Post by Keith Wolcott » Mon May 04, 2009 11:03 am

I had a case of ich recently and of the six or seven times I have had to treat for ich in the last 28 years, this was the most successful. In the past I have always treated with a half dose of formalin and/or malachite green (and of course raised the temperature and lowered the water level to increase oxygen). In some of these previous cases I lost fish and at best, the fish were always very stressed and clearly suffered. The loaches would be stressed and have a very high rate of gill movement and would spend a lot of time at the surface getting extra air.

I know that it is controversial, but I treated with salt this time and the results have been very good. The details are: Over three days time I raised the temperature to 88 degrees (31 C). Over the same three days I gradually added salt up to a concentration of 2 tsp per gallon (5 times each of the three days; dissolved and added slowly). I also lowered the water level by 1 inch so that the filters were splashing the surface. After 1 week all signs of ich were gone. During this week I also daily vacuumed the sand to remove as many parasites as possible. I continued treatment for another week. This was a mild case with 7 or 8 fish showing 5 or 6 spots and 15 or 20 others flashing. I am also running UV so this probably helped.

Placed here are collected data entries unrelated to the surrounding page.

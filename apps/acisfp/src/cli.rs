//! # CLI Commands
//!
//! Loading of input files, selection of the catalog source, and the three
//! commands. Every command returns its rendered output so that callers (and
//! tests) decide where it goes.

use crate::config::{CatalogArgs, CatalogChoice, Cli, Command};
use crate::error::AppError;
use crate::ocat::{BlockingOcat, OcatClient};
use acisfp_core::focal_plane;
use acisfp_core::{
    CatalogData, CatalogRow, CatalogSource, CommandedState, EnrichmentReport, Instrument,
    ObsidInterval, OfflineCatalog, StaticCatalog, ThermalBuckets, ThermalClass,
    find_obsid_intervals,
};
use serde::Serialize;
use std::path::Path;
use tracing::{debug, info, warn};

// =============================================================================
// INPUT
// =============================================================================

/// Read a JSON array of commanded states, in stream order.
pub fn load_states(path: &Path) -> Result<Vec<CommandedState>, AppError> {
    let text = std::fs::read_to_string(path).map_err(|source| AppError::Io {
        path: path.to_path_buf(),
        source,
    })?;
    let states: Vec<CommandedState> =
        serde_json::from_str(&text).map_err(|source| AppError::Json {
            path: path.to_path_buf(),
            source,
        })?;
    debug!(path = %path.display(), records = states.len(), "Loaded commanded states");
    Ok(states)
}

/// Read a JSON array of catalog rows.
pub fn load_catalog_file(path: &Path) -> Result<CatalogData, AppError> {
    let text = std::fs::read_to_string(path).map_err(|source| AppError::Io {
        path: path.to_path_buf(),
        source,
    })?;
    let rows: Vec<CatalogRow> = serde_json::from_str(&text).map_err(|source| AppError::Json {
        path: path.to_path_buf(),
        source,
    })?;
    debug!(path = %path.display(), rows = rows.len(), "Loaded catalog file");
    Ok(rows.into_iter().collect())
}

/// Build the catalog source selected by `args`.
pub fn build_source(args: &CatalogArgs) -> Result<Box<dyn CatalogSource>, AppError> {
    match args.choice() {
        CatalogChoice::Offline => {
            info!("Offline mode, catalog enrichment disabled");
            Ok(Box::new(OfflineCatalog))
        }
        CatalogChoice::File(path) => Ok(Box::new(StaticCatalog::new(load_catalog_file(&path)?))),
        CatalogChoice::Ocat(config) => {
            debug!(url = %config.base_url, attempts = config.attempts, "Using Ocat");
            let client = OcatClient::new(config)?;
            let blocking = BlockingOcat::new(client).map_err(AppError::Runtime)?;
            Ok(Box::new(blocking))
        }
    }
}

// =============================================================================
// DIAGNOSTICS
// =============================================================================

/// Log the outcome of the catalog step.
pub fn report_enrichment(report: &EnrichmentReport) {
    match report {
        EnrichmentReport::NothingToFetch => {
            debug!("No catalog-eligible intervals");
        }
        EnrichmentReport::Enriched { requested, matched } if matched < requested => {
            warn!(requested, matched, "Catalog did not return every requested obsid");
        }
        EnrichmentReport::Enriched { requested, matched } => {
            info!(requested, matched, "Catalog enrichment complete");
        }
        EnrichmentReport::Skipped { requested, reason } => {
            warn!(requested, %reason, "Catalog unavailable, intervals left unenriched");
        }
    }
}

fn report_unterminated(unterminated: Option<&str>) {
    if let Some(datestart) = unterminated {
        warn!(datestart, "Discarding interval still open at the end of the stream");
    }
}

// =============================================================================
// RENDERING
// =============================================================================

/// One line per interval.
#[must_use]
pub fn render_intervals(intervals: &[ObsidInterval]) -> String {
    let mut out = String::new();
    for interval in intervals {
        out.push_str(&format!(
            "{:>6}  {}  {}  {:<7}",
            interval.obsid.0,
            interval.datestart,
            interval.datestop,
            interval.instrument.as_str()
        ));
        if let Some(catalog) = &interval.catalog {
            out.push_str(&format!(
                "  grating={} ccds={} S3={} counts={:.0}",
                catalog.grating, catalog.ccd_count, catalog.s3, catalog.num_counts
            ));
        }
        out.push('\n');
    }
    out
}

/// One section per bucket, in `(acis_i, acis_s, acis_hot, cold_ecs)` order.
#[must_use]
pub fn render_buckets(buckets: &ThermalBuckets) -> String {
    let mut out = String::new();
    for class in [
        ThermalClass::AcisI,
        ThermalClass::AcisS,
        ThermalClass::AcisHot,
        ThermalClass::ColdEcs,
    ] {
        let bucket = buckets.bucket(class);
        out.push_str(&format!("{class} ({})\n", bucket.len()));
        for line in render_intervals(bucket).lines() {
            out.push_str(&format!("  {line}\n"));
        }
    }
    out
}

fn to_json<T: Serialize + ?Sized>(value: &T) -> Result<String, AppError> {
    let mut text = serde_json::to_string_pretty(value)?;
    text.push('\n');
    Ok(text)
}

// =============================================================================
// COMMANDS
// =============================================================================

#[derive(Serialize)]
struct FocalPlaneOutput {
    simpos: i64,
    instrument: Instrument,
}

/// Report the instrument in the focal plane at `simpos`.
pub fn cmd_focal_plane(simpos: i64, json: bool) -> Result<String, AppError> {
    let instrument = focal_plane::classify(simpos);
    if json {
        to_json(&FocalPlaneOutput { simpos, instrument })
    } else {
        Ok(format!("{instrument}\n"))
    }
}

/// Extract and enrich the obsid intervals of a commanded-state file.
pub fn cmd_intervals<S>(states: &Path, source: &S, json: bool) -> Result<String, AppError>
where
    S: CatalogSource + ?Sized,
{
    let states = load_states(states)?;
    let extraction = find_obsid_intervals(&states, source);
    report_enrichment(&extraction.enrichment);
    report_unterminated(extraction.unterminated.as_deref());
    info!(intervals = extraction.intervals.len(), "Extracted obsid intervals");

    if json {
        to_json(&extraction.intervals)
    } else {
        Ok(render_intervals(&extraction.intervals))
    }
}

/// Run the whole pipeline on a commanded-state file.
pub fn cmd_classify<S>(states: &Path, source: &S, json: bool) -> Result<String, AppError>
where
    S: CatalogSource + ?Sized,
{
    let states = load_states(states)?;
    let output = acisfp_core::run(&states, source)?;
    report_enrichment(&output.enrichment);
    report_unterminated(output.unterminated.as_deref());
    info!(
        acis_i = output.buckets.acis_i.len(),
        acis_s = output.buckets.acis_s.len(),
        acis_hot = output.buckets.acis_hot.len(),
        cold_ecs = output.buckets.cold_ecs.len(),
        hrc_science_dropped = output.hrc_science_dropped,
        "Classified observations"
    );

    if json {
        to_json(&output.buckets)
    } else {
        Ok(render_buckets(&output.buckets))
    }
}

/// Dispatch a parsed command line.
pub fn run(cli: &Cli) -> Result<String, AppError> {
    match &cli.command {
        Command::FocalPlane { simpos } => cmd_focal_plane(*simpos, cli.json),
        Command::Intervals { states } => {
            let source = build_source(&cli.catalog)?;
            cmd_intervals(states, source.as_ref(), cli.json)
        }
        Command::Classify { states } => {
            let source = build_source(&cli.catalog)?;
            cmd_classify(states, source.as_ref(), cli.json)
        }
    }
}
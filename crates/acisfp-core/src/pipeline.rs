//! # Pipeline
//!
//! Composition of the stages:
//! extraction, catalog enrichment, HRC science filter, thermal bucketing.
//!
//! Ordering contract of [`find_obsid_intervals`]: intervals are sorted by
//! obsid while the catalog is consulted and by `tstart` on return. Both sorts
//! are stable.

use crate::catalog::{CatalogSource, EnrichmentReport, enrich};
use crate::extractor::ObsidIntervalExtractor;
use crate::filter::{ClassificationError, ThermalBuckets, acis_filter, hrc_science_obs_filter};
use crate::{CommandedState, ObsidInterval};

/// Enriched intervals plus what happened on the way.
#[derive(Debug, Clone, PartialEq)]
pub struct Extraction {
    /// Intervals sorted by `tstart`.
    pub intervals: Vec<ObsidInterval>,
    /// Outcome of the catalog step.
    pub enrichment: EnrichmentReport,
    /// `datestart` of an interval left open at the end of the stream, if any.
    pub unterminated: Option<String>,
}

/// Result of a full pipeline run.
#[derive(Debug, Clone, PartialEq)]
pub struct PipelineOutput {
    pub buckets: ThermalBuckets,
    pub enrichment: EnrichmentReport,
    pub unterminated: Option<String>,
    /// Number of HRC science observations removed before bucketing.
    pub hrc_science_dropped: usize,
}

/// Extract obsid intervals from `states` and merge catalog attributes into them.
pub fn find_obsid_intervals<S>(states: &[CommandedState], source: &S) -> Extraction
where
    S: CatalogSource + ?Sized,
{
    let (mut intervals, unterminated) = ObsidIntervalExtractor::extract_with_tail(states);

    intervals.sort_by_key(|interval| interval.obsid);
    let enrichment = enrich(&mut intervals, source);
    intervals.sort_by(|a, b| a.tstart.total_cmp(&b.tstart));

    Extraction {
        intervals,
        enrichment,
        unterminated,
    }
}

/// Run both filter passes over already-enriched intervals.
pub fn classify_observations(
    intervals: Vec<ObsidInterval>,
) -> Result<ThermalBuckets, ClassificationError> {
    acis_filter(hrc_science_obs_filter(intervals))
}

/// Run the whole pipeline on a commanded-state batch.
pub fn run<S>(states: &[CommandedState], source: &S) -> Result<PipelineOutput, ClassificationError>
where
    S: CatalogSource + ?Sized,
{
    let Extraction {
        intervals,
        enrichment,
        unterminated,
    } = find_obsid_intervals(states, source);

    let total = intervals.len();
    let kept = hrc_science_obs_filter(intervals);
    let hrc_science_dropped = total - kept.len();
    let buckets = acis_filter(kept)?;

    Ok(PipelineOutput {
        buckets,
        enrichment,
        unterminated,
        hrc_science_dropped,
    })
}

// =============================================================================
// TESTS
// =============================================================================
//! # acisfp Library
//!
//! This library exposes the acisfp application modules for testing and integration.
//!
//! The main binary uses these modules through the `main.rs` entry point.

pub mod cli;
pub mod config;
pub mod error;
pub mod ocat;

pub use error::AppError;

// Re-export acisfp_core for convenience
pub use acisfp_core;
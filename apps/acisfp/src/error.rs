//! Application error type.

use acisfp_core::ClassificationError;
use std::path::PathBuf;
use thiserror::Error;

/// Everything that can stop an acisfp command.
///
/// Catalog failures are not listed: they degrade enrichment and are only
/// logged.
#[derive(Debug, Error)]
pub enum AppError {
    /// An input file could not be read.
    #[error("failed to read {path:?}: {source}")]
    Io {
        path: PathBuf,
        #[source]
        source: std::io::Error,
    },

    /// An input file is not valid JSON for the expected records.
    #[error("invalid records in {path:?}: {source}")]
    Json {
        path: PathBuf,
        #[source]
        source: serde_json::Error,
    },

    /// Output could not be serialized.
    #[error("failed to serialize output: {0}")]
    Output(#[from] serde_json::Error),

    /// The HTTP client for the catalog could not be built.
    #[error("failed to build Ocat client: {0}")]
    Client(#[from] reqwest::Error),

    /// The runtime driving the catalog client could not be started.
    #[error("failed to start catalog runtime: {0}")]
    Runtime(#[source] std::io::Error),

    /// An observation fits none of the thermal-limit buckets.
    #[error(transparent)]
    Classification(#[from] ClassificationError),
}

impl AppError {
    /// Process exit code for this error. Classification failures exit with 2.
    #[must_use]
    pub fn exit_code(&self) -> u8 {
        match self {
            Self::Classification(_) => 2,
            _ => 1,
        }
    }
}
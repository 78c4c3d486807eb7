//! Collection source trait definitions

use crate::{CollectionQuery, Page, PageRequest, Record, Result};
use std::sync::Arc;

/// A remote collection that serves records one cursor page at a time.
///
/// Implementations:
/// - `HttpCollection` (storepulse-egress): the dashboard REST API
/// - `ScriptedSource` (storepulse-traversal, `test-util`): in-memory pages for tests
///
/// Implementations perform their own bounded retry; an `Err` returned here is
/// final for the page and aborts the traversal.
#[async_trait::async_trait]
pub trait CollectionSource<R: Record>: Send + Sync {
    async fn fetch_page(&self, query: &CollectionQuery, request: &PageRequest) -> Result<Page<R>>;
}

#[async_trait::async_trait]
impl<R, S> CollectionSource<R> for Arc<S>
where
    R: Record,
    S: CollectionSource<R> + ?Sized,
{
    async fn fetch_page(&self, query: &CollectionQuery, request: &PageRequest) -> Result<Page<R>> {
        (**self).fetch_page(query, request).await
    }
}
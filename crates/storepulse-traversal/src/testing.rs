//! In-memory collection sources and an event recorder for tests

use async_trait::async_trait;
use std::collections::VecDeque;
use std::sync::Mutex;
use std::sync::atomic::{AtomicUsize, Ordering};
use std::time::Duration;
use storepulse_core::{
    CacheEvent, CollectionQuery, CollectionSource, CompositeCursor, EventSink, Page, PageRequest,
    Record, Result, TraversalEvent,
};

/// Source replaying a fixed script of page responses in order.
///
/// Once the script is exhausted it answers with an empty last page.
pub struct ScriptedSource<R> {
    script: Mutex<VecDeque<Result<Page<R>>>>,
    requests: Mutex<Vec<PageRequest>>,
}

impl<R> ScriptedSource<R> {
    pub fn new() -> Self {
        Self {
            script: Mutex::new(VecDeque::new()),
            requests: Mutex::new(Vec::new()),
        }
    }

    pub fn with_page(self, items: Vec<R>, next_cursor: Option<CompositeCursor>) -> Self {
        self.with_response(Ok(Page::new(items, next_cursor)))
    }

    pub fn with_response(self, response: Result<Page<R>>) -> Self {
        self.script
            .lock()
            .expect("script lock poisoned")
            .push_back(response);
        self
    }

    /// Every request received so far
    pub fn requests(&self) -> Vec<PageRequest> {
        self.requests.lock().expect("requests lock poisoned").clone()
    }
}

impl<R> Default for ScriptedSource<R> {
    fn default() -> Self {
        Self::new()
    }
}

#[async_trait]
impl<R: Record> CollectionSource<R> for ScriptedSource<R> {
    async fn fetch_page(&self, _query: &CollectionQuery, request: &PageRequest) -> Result<Page<R>> {
        self.requests
            .lock()
            .expect("requests lock poisoned")
            .push(request.clone());
        self.script
            .lock()
            .expect("script lock poisoned")
            .pop_front()
            .unwrap_or_else(|| Ok(Page::new(Vec::new(), None)))
    }
}

/// Source serving an ordered dataset with real cursor semantics.
///
/// The cursor of a page is derived from its last record, so results are the
/// same whatever page size the caller uses.
pub struct MemoryCollection<R> {
    records: Vec<R>,
    cursor_of: fn(&R) -> CompositeCursor,
    delay: Option<Duration>,
    served: AtomicUsize,
}

impl<R: Record> MemoryCollection<R> {
    pub fn new(records: Vec<R>, cursor_of: fn(&R) -> CompositeCursor) -> Self {
        Self {
            records,
            cursor_of,
            delay: None,
            served: AtomicUsize::new(0),
        }
    }

    /// Sleep before answering each page
    pub fn with_delay(mut self, delay: Duration) -> Self {
        self.delay = Some(delay);
        self
    }

    /// Number of pages answered
    pub fn pages_served(&self) -> usize {
        self.served.load(Ordering::SeqCst)
    }
}

#[async_trait]
impl<R: Record> CollectionSource<R> for MemoryCollection<R> {
    async fn fetch_page(&self, _query: &CollectionQuery, request: &PageRequest) -> Result<Page<R>> {
        if let Some(delay) = self.delay {
            tokio::time::sleep(delay).await;
        }
        self.served.fetch_add(1, Ordering::SeqCst);

        let start = match request.cursor {
            None => 0,
            Some(ref cursor) => self
                .records
                .iter()
                .position(|r| (self.cursor_of)(r) == *cursor)
                .map(|idx| idx + 1)
                .unwrap_or(self.records.len()),
        };
        let end = (start + request.limit).min(self.records.len());
        let items = self.records[start..end].to_vec();
        let next_cursor = if end < self.records.len() {
            items.last().map(self.cursor_of)
        } else {
            None
        };
        Ok(Page::new(items, next_cursor))
    }
}

/// Sink keeping every event for later assertions
#[derive(Debug, Default)]
pub struct RecordingSink {
    traversal: Mutex<Vec<TraversalEvent>>,
    cache: Mutex<Vec<CacheEvent>>,
}

impl RecordingSink {
    pub fn new() -> Self {
        Self::default()
    }

    pub fn traversal_events(&self) -> Vec<TraversalEvent> {
        self.traversal.lock().expect("sink lock poisoned").clone()
    }

    pub fn cache_events(&self) -> Vec<CacheEvent> {
        self.cache.lock().expect("sink lock poisoned").clone()
    }
}

impl EventSink for RecordingSink {
    fn traversal(&self, event: &TraversalEvent) {
        self.traversal
            .lock()
            .expect("sink lock poisoned")
            .push(event.clone());
    }

    fn cache(&self, event: &CacheEvent) {
        self.cache
            .lock()
            .expect("sink lock poisoned")
            .push(event.clone());
    }
}
//! StorePulse Core Types and Traits
//!
//! This crate provides the fundamental types shared by every StorePulse crate:
//! - Domain records returned by the collection endpoints
//! - Composite cursors, pages and logical collection queries
//! - The null-safe numeric coercion used by every KPI
//! - The collection source trait and traversal event sink
//! - Core error types

pub mod cursor;
pub mod error;
pub mod events;
pub mod numeric;
pub mod query;
pub mod record;
pub mod source;
pub mod types;

pub use cursor::{CompositeCursor, CursorKey, Page, PageRequest};
pub use error::{Error, Result};
pub use events::{CacheEvent, EventSink, StopReason, TracingSink, TraversalEvent, TraversalStats};
pub use numeric::{Numeric, to_number};
pub use query::{CollectionQuery, DimensionFilter, QueryKey};
pub use record::Record;
pub use source::CollectionSource;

The above described results could have occurred the same (and have in the past for me) if I had used formalin and/or malachite green, but what I have not yet said, and which was dramatically different from past treatments, was that the fish showed virtually no signs of stress throughout the treatment. The loaches continued to eat well, were out and about playing, and even having skirmishes among themselves. Unlike in the past, I never felt that I was in any danger of losing fish this time. Only the giant danios looked like it was hard on them.

The fish in the tank are: Clowns, striata, rostrata, kubotai, SAEs, brilliant rasboras, scissortail rasboras, giant danios, and serpae tetras. The clowns and striatas showed visible ich. The kubs did a lot of flashing.

How did I get ich in my tank since I have carefully quarantined? My only guess is that I have had it all along, but the fish have been healthy enough to fight it off so that it did not get past being on the gills of a few. I do know what triggered the outbreak. I use R.O. water and about 1 month before I would normally change the filters my clowns started showing a few black spots. I checked the TDS of my R.O. water and it was higher than good filtered water should be so I knew that my filters needed to be changed. It is likely that some chlorine got through, caused the black spots on the clowns and weakened them so that the ich could establish a foothold. This is all supposition: I don't really know for sure. I changed the R.O. filters immediately, but then the ich showed up. The black spots on the clowns are completely gone now.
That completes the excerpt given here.